Por Coelho Neto (1906)

Para não ser surpreendido fechou a porta à chave e tirou das algibeiras das calças dois gordos maços de notas, abriu-os, pôs-se a contá-los: achou seiscentos e vinte mil-réis. Separou cento e cinqüenta, embrulhou-os cuidadosamente com a cautela do broche e deixou-os na gaveta. Depois de guardar o resto do dinheiro sentou-se na cadeira e, fincando os pés na parede, pôs-se a balançar-se com os olhos no teto, pensando:

Fora covarde abandonando a sorte, devia ter ficado para outra banca: só na repetição de 20 ganhara trezentos e cinqüenta mil-réis; devia ter continuado, aumentando o jogo. Tivera palpite de jogar o máximo na repetição do 20, mas começaram a falar — "que o número estava mau, que a banca estava de sorte". Escarapelou-se, aborrecido. "Qual, quem joga não deve dar ouvidos a outros... Vão para ali peruar, com inveja de quem ganha, e é isso... Podia ter saído com uma fortuna." Assentando na cadeira, tomou um lápis, pôs-se a fazer cálculos, somando lucros fantásticos. Era a sua mania.

Se comprava bilhetes, imaginando tirar a sorte, distribuía a fortuna, não em sonho vago, mas escrevendo parcela a parcela, a empregar o dinheiro: tantos contos para um prédio, edificado a seu gosto, entre pomar e jardim, em arrabalde tranqüilo; tantos para móveis d'estilo, objetos d'arte, alfaias, livros. Uma parte para a aquisição de propriedades que lhe dariam segura renda; o resto em conta corrente, num banco.

Até o dia seguinte vivia regaladamente daquela ilusão, gozando a vida repousada e farta dos ricos, com amantes caras, um grupo de amigos para os saraus de literatura e arte, e a fortuna a multiplicar-se com a facilidade avassaladora com que as sementeiras crescem nos campos, alargando-lhe ainda mais a ventura. No dia seguinte, quando percorria a lista desanimadamente, procurava o final, já com o sonho desfeito, contentando-se com o mesmo dinheiro que lhe dava a esperança de poder, na loteria seguinte, alcançar a sorte desejada.

Com a roleta, porém, "eram mais seguras as probabilidades". Conhecia um rapaz que dissipava, a mãos rotas, como um milionário. Tinha as melhores amantes, vestia-as com fausto, cobria-as de jóias. Diziam que a sua casa, nas Laranjeiras, era como um palácio de lenda: bronzes raros, telas preciosas, tapetes mais altos que relvagens, móveis antigos, armas autênticas, carro na cocheira e cavalos de raça, com tratadores ingleses.

Gastava como um nababo, só à custa da roleta e do dado, porque os prêmios que os seus parelheiros levantavam mal cobriam as despesas com o trato, com o aderenço, com os jóqueis.

O seu ideal era viver como o Junqueira, o impassível Junqueira que, com um charuto na boca, balançando a perna, perdia dezenas de contos com a mesma serenidade, com a mesma superior indiferença com que estourava as bancas em dias felizes.

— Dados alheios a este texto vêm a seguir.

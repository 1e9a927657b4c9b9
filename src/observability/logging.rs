//! Logging initialization for `netscen`.
//!
//! The library only emits `tracing` events: one `debug!` per loader stage,
//! an `info!` per loaded scenario and a `warn!` per validation warning.
//! An embedding engine (or a test) installs a subscriber by calling
//! [`init_logging`] once.

use std::io::IsTerminal;

use tracing::Level;
use tracing_subscriber::EnvFilter;

/// Environment variable that overrides the default filter.
pub const LOG_LEVEL_ENV: &str = "NETSCEN_LOG_LEVEL";

/// Log output format.
#[derive(Debug, Clone, Copy, PartialEq, Eq, Default)]
pub enum LogFormat {
    /// Human-readable format with optional ANSI colors.
    #[default]
    Human,
    /// Newline-delimited JSON for machine consumption.
    Json,
}

/// Color output choice for human-readable logs.
#[derive(Debug, Clone, Copy, PartialEq, Eq, Default)]
pub enum ColorChoice {
    /// Color when stderr is a terminal and `NO_COLOR` is unset.
    #[default]
    Auto,
    /// Always use color.
    Always,
    /// Never use color.
    Never,
}

/// Builds the default filter: the engine's own crates stay at `warn`
/// while loader events pass at `level`.
#[must_use]
pub fn default_directive(level: Level) -> String {
    format!("warn,{}={}", env!("CARGO_CRATE_NAME"), level.as_str().to_lowercase())
}

/// Initializes the global tracing subscriber on stderr.
///
/// `NETSCEN_LOG_LEVEL`, when set, replaces the default filter entirely.
/// Only the first call installs a subscriber.
pub fn init_logging(format: LogFormat, level: Level, color: ColorChoice) {
    let filter = EnvFilter::try_from_env(LOG_LEVEL_ENV)
        .unwrap_or_else(|_| EnvFilter::new(default_directive(level)));

    match format {
        LogFormat::Human => {
            let use_ansi = match color {
                ColorChoice::Auto => {
                    std::io::stderr().is_terminal() && std::env::var_os("NO_COLOR").is_none()
                }
                ColorChoice::Always => true,
                ColorChoice::Never => false,
            };
            let _ = tracing_subscriber::fmt()
                .with_env_filter(filter)
                .with_ansi(use_ansi)
                .with_writer(std::io::stderr)
                .try_init();
        }
        LogFormat::Json => {
            let _ = tracing_subscriber::fmt()
                .with_env_filter(filter)
                .json()
                .with_current_span(false)
                .with_writer(std::io::stderr)
                .try_init();
        }
    }
}
//! Error types for `netscen`
//!
//! Every load failure falls into one of three classes: a structural
//! problem with the document (schema), a name or address that does not
//! resolve (reference), or a numeric value outside its domain (range).
//! Validation collects every issue it finds, and the error variant
//! reports the most fundamental class present.

use std::path::PathBuf;

use serde::Serialize;
use thiserror::Error;

// ============================================================================
// Scenario Errors
// ============================================================================

/// Scenario loading and validation errors.
#[derive(Debug, Error)]
pub enum ScenarioError {
    /// YAML syntax error, or a value of the wrong shape for its key
    #[error("parse error in {path}{}: {message}", line.map_or_else(String::new, |l| format!(" (line {l})")))]
    Parse {
        /// Path to the scenario file (or `<inline>` for string sources)
        path: PathBuf,
        /// Line number where the error occurred (if available)
        line: Option<usize>,
        /// Error message from the parser
        message: String,
    },

    /// Scenario file could not be read
    #[error("file not found: {path}")]
    MissingFile {
        /// Path to the missing file
        path: PathBuf,
    },

    /// Scenario path exists but could not be read
    #[error("I/O error reading {path}: {source}")]
    Io {
        /// Path to the scenario file
        path: PathBuf,
        /// Underlying I/O error
        source: std::io::Error,
    },

    /// Scenario file exceeds the configured size limit
    #[error("scenario too large: {size} bytes (limit: {limit})")]
    TooLarge {
        /// Actual size in bytes
        size: usize,
        /// Configured limit in bytes
        limit: usize,
    },

    /// Required keys missing, malformed, or duplicated
    #[error("schema error in {source_name}: {}", describe(.issues))]
    Schema {
        /// Name of the scenario source
        source_name: String,
        /// Every issue collected during validation
        issues: Vec<ValidationIssue>,
    },

    /// A service, OS, subnet index, or host address does not resolve
    #[error("reference error in {source_name}: {}", describe(.issues))]
    Reference {
        /// Name of the scenario source
        source_name: String,
        /// Every issue collected during validation
        issues: Vec<ValidationIssue>,
    },

    /// A probability, cost, reward, or count is outside its valid domain
    #[error("range error in {source_name}: {}", describe(.issues))]
    Range {
        /// Name of the scenario source
        source_name: String,
        /// Every issue collected during validation
        issues: Vec<ValidationIssue>,
    },

    /// Requested built-in scenario does not exist
    #[error("unknown built-in scenario '{name}'{}", suggestion.as_ref().map_or_else(String::new, |s| format!(" (did you mean '{s}'?)")))]
    UnknownBuiltin {
        /// Name that was requested
        name: String,
        /// Closest known name, if any
        suggestion: Option<String>,
    },
}

impl ScenarioError {
    /// Builds the error for a set of validation issues.
    ///
    /// The variant follows the most fundamental kind present: schema
    /// beats reference, which beats range. All issues are kept.
    #[must_use]
    pub fn from_issues(source_name: impl Into<String>, issues: Vec<ValidationIssue>) -> Self {
        let source_name = source_name.into();
        let kind = issues
            .iter()
            .map(|i| i.kind)
            .min()
            .unwrap_or(IssueKind::Schema);
        match kind {
            IssueKind::Schema => Self::Schema {
                source_name,
                issues,
            },
            IssueKind::Reference => Self::Reference {
                source_name,
                issues,
            },
            IssueKind::Range => Self::Range {
                source_name,
                issues,
            },
        }
    }

    /// Returns the taxonomy class of this error.
    ///
    /// Failures to locate or read a source (missing file, I/O error,
    /// unknown built-in) sit outside the taxonomy and return `None`.
    #[must_use]
    pub const fn kind(&self) -> Option<IssueKind> {
        match self {
            Self::Parse { .. } | Self::Schema { .. } => Some(IssueKind::Schema),
            Self::Reference { .. } => Some(IssueKind::Reference),
            Self::TooLarge { .. } | Self::Range { .. } => Some(IssueKind::Range),
            Self::MissingFile { .. } | Self::Io { .. } | Self::UnknownBuiltin { .. } => None,
        }
    }

    /// Returns the validation issues carried by this error.
    #[must_use]
    pub fn issues(&self) -> &[ValidationIssue] {
        match self {
            Self::Schema { issues, .. }
            | Self::Reference { issues, .. }
            | Self::Range { issues, .. } => issues,
            _ => &[],
        }
    }
}

fn describe(issues: &[ValidationIssue]) -> String {
    match issues {
        [] => "no issues recorded".to_string(),
        [only] => only.to_string(),
        [first, rest @ ..] => format!("{first} (and {} more)", rest.len()),
    }
}

// ============================================================================
// Validation Types
// ============================================================================

/// Taxonomy class of a validation issue.
///
/// Ordered from most to least fundamental.
#[derive(Debug, Clone, Copy, PartialEq, Eq, PartialOrd, Ord, Hash, Serialize)]
#[serde(rename_all = "snake_case")]
pub enum IssueKind {
    /// Structural: missing, malformed, or duplicated content
    Schema,
    /// Dangling cross-reference to a catalog entry, subnet, or host
    Reference,
    /// Numeric value outside its valid domain
    Range,
}

impl std::fmt::Display for IssueKind {
    fn fmt(&self, f: &mut std::fmt::Formatter<'_>) -> std::fmt::Result {
        match self {
            Self::Schema => write!(f, "schema"),
            Self::Reference => write!(f, "reference"),
            Self::Range => write!(f, "range"),
        }
    }
}

/// A single validation issue found in a scenario document.
#[derive(Debug, Clone, PartialEq, Eq, Serialize)]
pub struct ValidationIssue {
    /// Path to the problematic field (e.g., "exploits.e_ssh.service")
    pub path: String,
    /// Description of the validation issue
    pub message: String,
    /// Severity level of the issue
    pub severity: Severity,
    /// Taxonomy class of the issue
    pub kind: IssueKind,
}

impl std::fmt::Display for ValidationIssue {
    fn fmt(&self, f: &mut std::fmt::Formatter<'_>) -> std::fmt::Result {
        let prefix = match self.severity {
            Severity::Error => "error",
            Severity::Warning => "warning",
        };
        write!(f, "{}[{}]: {} at {}", prefix, self.kind, self.message, self.path)
    }
}

/// Severity level for validation issues.
#[derive(Debug, Clone, Copy, PartialEq, Eq, Serialize)]
#[serde(rename_all = "snake_case")]
pub enum Severity {
    /// Error - prevents the scenario from loading
    Error,
    /// Warning - suspicious but loadable (an error in strict mode)
    Warning,
}

#[cfg(test)]
mod tests {
    use super::*;

    fn issue(kind: IssueKind, path: &str) -> ValidationIssue {
        ValidationIssue {
            path: path.to_string(),
            message: "bad".to_string(),
            severity: Severity::Error,
            kind,
        }
    }

    #[test]
    fn test_validation_issue_display() {
        let issue = ValidationIssue {
            path: "exploits.e_telnet.service".to_string(),
            message: "unknown service 'telnet'".to_string(),
            severity: Severity::Error,
            kind: IssueKind::Reference,
        };
        assert_eq!(
            issue.to_string(),
            "error[reference]: unknown service 'telnet' at exploits.e_telnet.service"
        );
    }

    #[test]
    fn test_validation_issue_warning_display() {
        let issue = ValidationIssue {
            path: "topology[0][1]".to_string(),
            message: "asymmetric".to_string(),
            severity: Severity::Warning,
            kind: IssueKind::Schema,
        };
        assert_eq!(
            issue.to_string(),
            "warning[schema]: asymmetric at topology[0][1]"
        );
    }

    #[test]
    fn test_from_issues_prefers_schema() {
        let err = ScenarioError::from_issues(
            "x.yaml",
            vec![
                issue(IssueKind::Range, "a"),
                issue(IssueKind::Schema, "b"),
                issue(IssueKind::Reference, "c"),
            ],
        );
        assert!(matches!(err, ScenarioError::Schema { .. }));
        assert_eq!(err.issues().len(), 3);
    }

    #[test]
    fn test_from_issues_reference_over_range() {
        let err = ScenarioError::from_issues(
            "x.yaml",
            vec![issue(IssueKind::Range, "a"), issue(IssueKind::Reference, "b")],
        );
        assert_eq!(err.kind(), Some(IssueKind::Reference));
    }

    #[test]
    fn test_from_issues_range_only() {
        let err = ScenarioError::from_issues("x.yaml", vec![issue(IssueKind::Range, "a")]);
        assert!(matches!(err, ScenarioError::Range { .. }));
    }

    #[test]
    fn test_parse_error_display() {
        let err = ScenarioError::Parse {
            path: PathBuf::from("scenario.yaml"),
            line: Some(42),
            message: "unexpected token".to_string(),
        };
        let text = err.to_string();
        assert!(text.contains("scenario.yaml"));
        assert!(text.contains("line 42"));
        assert!(text.contains("unexpected token"));
    }

    #[test]
    fn test_error_display_counts_extra_issues() {
        let err = ScenarioError::from_issues(
            "x.yaml",
            vec![issue(IssueKind::Range, "a"), issue(IssueKind::Range, "b")],
        );
        assert!(err.to_string().contains("(and 1 more)"), "{err}");
    }

    #[test]
    fn test_unknown_builtin_display() {
        let err = ScenarioError::UnknownBuiltin {
            name: "single-sit".to_string(),
            suggestion: Some("single-site".to_string()),
        };
        assert!(err.to_string().contains("did you mean 'single-site'"));
        assert_eq!(err.kind(), None);
    }

    #[test]
    fn test_io_error_display_keeps_cause() {
        let err = ScenarioError::Io {
            path: PathBuf::from("/etc/scenarios"),
            source: std::io::Error::new(std::io::ErrorKind::PermissionDenied, "permission denied"),
        };
        let text = err.to_string();
        assert!(text.contains("/etc/scenarios"), "{text}");
        assert!(text.contains("permission denied"), "{text}");
        assert!(!text.contains("not found"), "{text}");
        assert_eq!(err.kind(), None);
    }

    #[test]
    fn test_missing_file_has_no_kind() {
        let err = ScenarioError::MissingFile {
            path: PathBuf::from("/nope.yaml"),
        };
        assert_eq!(err.kind(), None);
        assert!(err.issues().is_empty());
    }
}
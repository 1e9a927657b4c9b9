//! Scenario document schema
//!
//! These types mirror the on-disk YAML layout one-to-one. Address and link
//! keys stay as their raw `(a, b)` text so the validator can report
//! malformed or duplicated spellings; [`parse_pair`] turns them into
//! numbers.

use std::fmt;
use std::sync::LazyLock;

use indexmap::IndexMap;
use regex::Regex;
use serde::{Deserialize, Serialize};

/// OS name that marks an exploit (or host) as OS-independent.
pub const ANY_OS: &str = "None";

static PAIR_RE: LazyLock<Regex> = LazyLock::new(|| {
    Regex::new(r"^\(\s*(-?\d+)\s*,\s*(-?\d+)\s*\)$").expect("valid regex")
});

// ============================================================================
// Top-Level Document
// ============================================================================

/// Root of a scenario document.
///
/// Every key is required and unknown keys are rejected.
#[derive(Debug, Clone, PartialEq, Serialize, Deserialize)]
#[serde(deny_unknown_fields)]
pub struct ScenarioDocument {
    /// Host count per subnet; subnet ids start at 1
    pub subnets: Vec<i64>,

    /// Reachability matrix over subnets, row/column 0 is the attacker origin
    pub topology: Vec<Vec<i64>>,

    /// Goal hosts and their rewards, keyed by `(subnet, host)`
    pub sensitive_hosts: IndexMap<String, f64>,

    /// Service catalog
    pub services: Vec<String>,

    /// Operating system catalog
    pub os: Vec<String>,

    /// Exploit catalog, keyed by exploit name
    pub exploits: IndexMap<String, ExploitSpec>,

    /// Cost of a service scan
    pub service_scan_cost: f64,

    /// Cost of an OS scan
    pub os_scan_cost: f64,

    /// Cost of a subnet scan
    pub subnet_scan_cost: f64,

    /// Per-host configuration, keyed by `(subnet, host)`
    pub host_configurations: IndexMap<String, HostSpec>,

    /// Allowed services per directed `(src, dst)` subnet link
    pub firewall: IndexMap<String, Vec<String>>,

    /// Episode horizon
    pub step_limit: i64,
}

/// A single exploit entry.
#[derive(Debug, Clone, PartialEq, Serialize, Deserialize)]
#[serde(deny_unknown_fields)]
pub struct ExploitSpec {
    /// Target service
    pub service: String,

    /// Target operating system, or `None` for any
    pub os: OsTarget,

    /// Success probability
    pub prob: f64,

    /// Cost of attempting the exploit
    pub cost: f64,
}

/// A single host configuration entry.
#[derive(Debug, Clone, PartialEq, Eq, Serialize, Deserialize)]
#[serde(deny_unknown_fields)]
pub struct HostSpec {
    /// Services running on the host
    pub services: Vec<String>,

    /// Host operating system
    pub os: OsTarget,
}

// ============================================================================
// OS Target
// ============================================================================

/// Operating system reference used by exploits and hosts.
///
/// Serialized as a plain string, with `"None"` standing for [`OsTarget::Any`].
#[derive(Debug, Clone, PartialEq, Eq, Hash, Serialize, Deserialize)]
#[serde(from = "String", into = "String")]
pub enum OsTarget {
    /// OS-independent
    Any,
    /// A specific catalog entry
    Named(String),
}

impl OsTarget {
    /// Returns `true` when two OS references can match each other.
    ///
    /// `Any` on either side matches everything.
    #[must_use]
    pub fn is_compatible_with(&self, other: &Self) -> bool {
        match (self, other) {
            (Self::Any, _) | (_, Self::Any) => true,
            (Self::Named(a), Self::Named(b)) => a == b,
        }
    }

    /// Returns the catalog name, or `None` for [`OsTarget::Any`].
    #[must_use]
    pub fn name(&self) -> Option<&str> {
        match self {
            Self::Any => None,
            Self::Named(name) => Some(name),
        }
    }
}

impl From<String> for OsTarget {
    fn from(value: String) -> Self {
        if value == ANY_OS {
            Self::Any
        } else {
            Self::Named(value)
        }
    }
}

impl From<&str> for OsTarget {
    fn from(value: &str) -> Self {
        Self::from(value.to_string())
    }
}

impl From<OsTarget> for String {
    fn from(value: OsTarget) -> Self {
        match value {
            OsTarget::Any => ANY_OS.to_string(),
            OsTarget::Named(name) => name,
        }
    }
}

impl fmt::Display for OsTarget {
    fn fmt(&self, f: &mut fmt::Formatter<'_>) -> fmt::Result {
        match self {
            Self::Any => f.write_str(ANY_OS),
            Self::Named(name) => f.write_str(name),
        }
    }
}

// ============================================================================
// Key Parsing
// ============================================================================

/// Parses a `(a, b)` key into its two integers.
///
/// Whitespace inside the parentheses is optional. Returns `None` for any
/// other shape, including integers that overflow `i64`.
#[must_use]
pub fn parse_pair(key: &str) -> Option<(i64, i64)> {
    let caps = PAIR_RE.captures(key.trim())?;
    let a = caps.get(1)?.as_str().parse().ok()?;
    let b = caps.get(2)?.as_str().parse().ok()?;
    Some((a, b))
}

/// Formats a pair in canonical `(a, b)` form.
#[must_use]
pub fn format_pair(a: usize, b: usize) -> String {
    format!("({a}, {b})")
}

Afinal — com quanto entrara? com vinte mil-réis, tendo perdido dez na espelunca do Cordeiro.

Não tornava àquele antro, onde se falava uma geringonça impenetrável e o ar era todo fumo e despejados bafos d'álcool. A gente era uma canalha: capoeiras, gatunos, até um Castro, por alcunha o Faísca, que era dos mais assíduos, sempre obsceno, e bravateador, mostrava navalhas célebres, entre elas, uma mais querida, de lâmina gasta, que rasgara ventres. Não lhe convinha aquilo.

Falar com o Junqueira era até chic, porque sempre o via em boas rodas, mas cumprimentar qualquer daqueles tipos do antro, era uma vergonha que o comprometia. Na outra casa eram todos homens limpos, rapazes colocados, de nome; eram relações que ficavam e serviam; depois a banca era outra. Decidia-se e havendo calculado uma diária modesta de quinhentos mil-réis — coisa fácil — levantou-se feliz, esticou os braços e pôs-se a cantarolar. Bateram à porta. "Entre!" disse, sem lembrar-se de que a fechara à chave. Empurraram.

— Está fechada, disse a velha.

Correu a abrir. Dona Júlia entrou com o café.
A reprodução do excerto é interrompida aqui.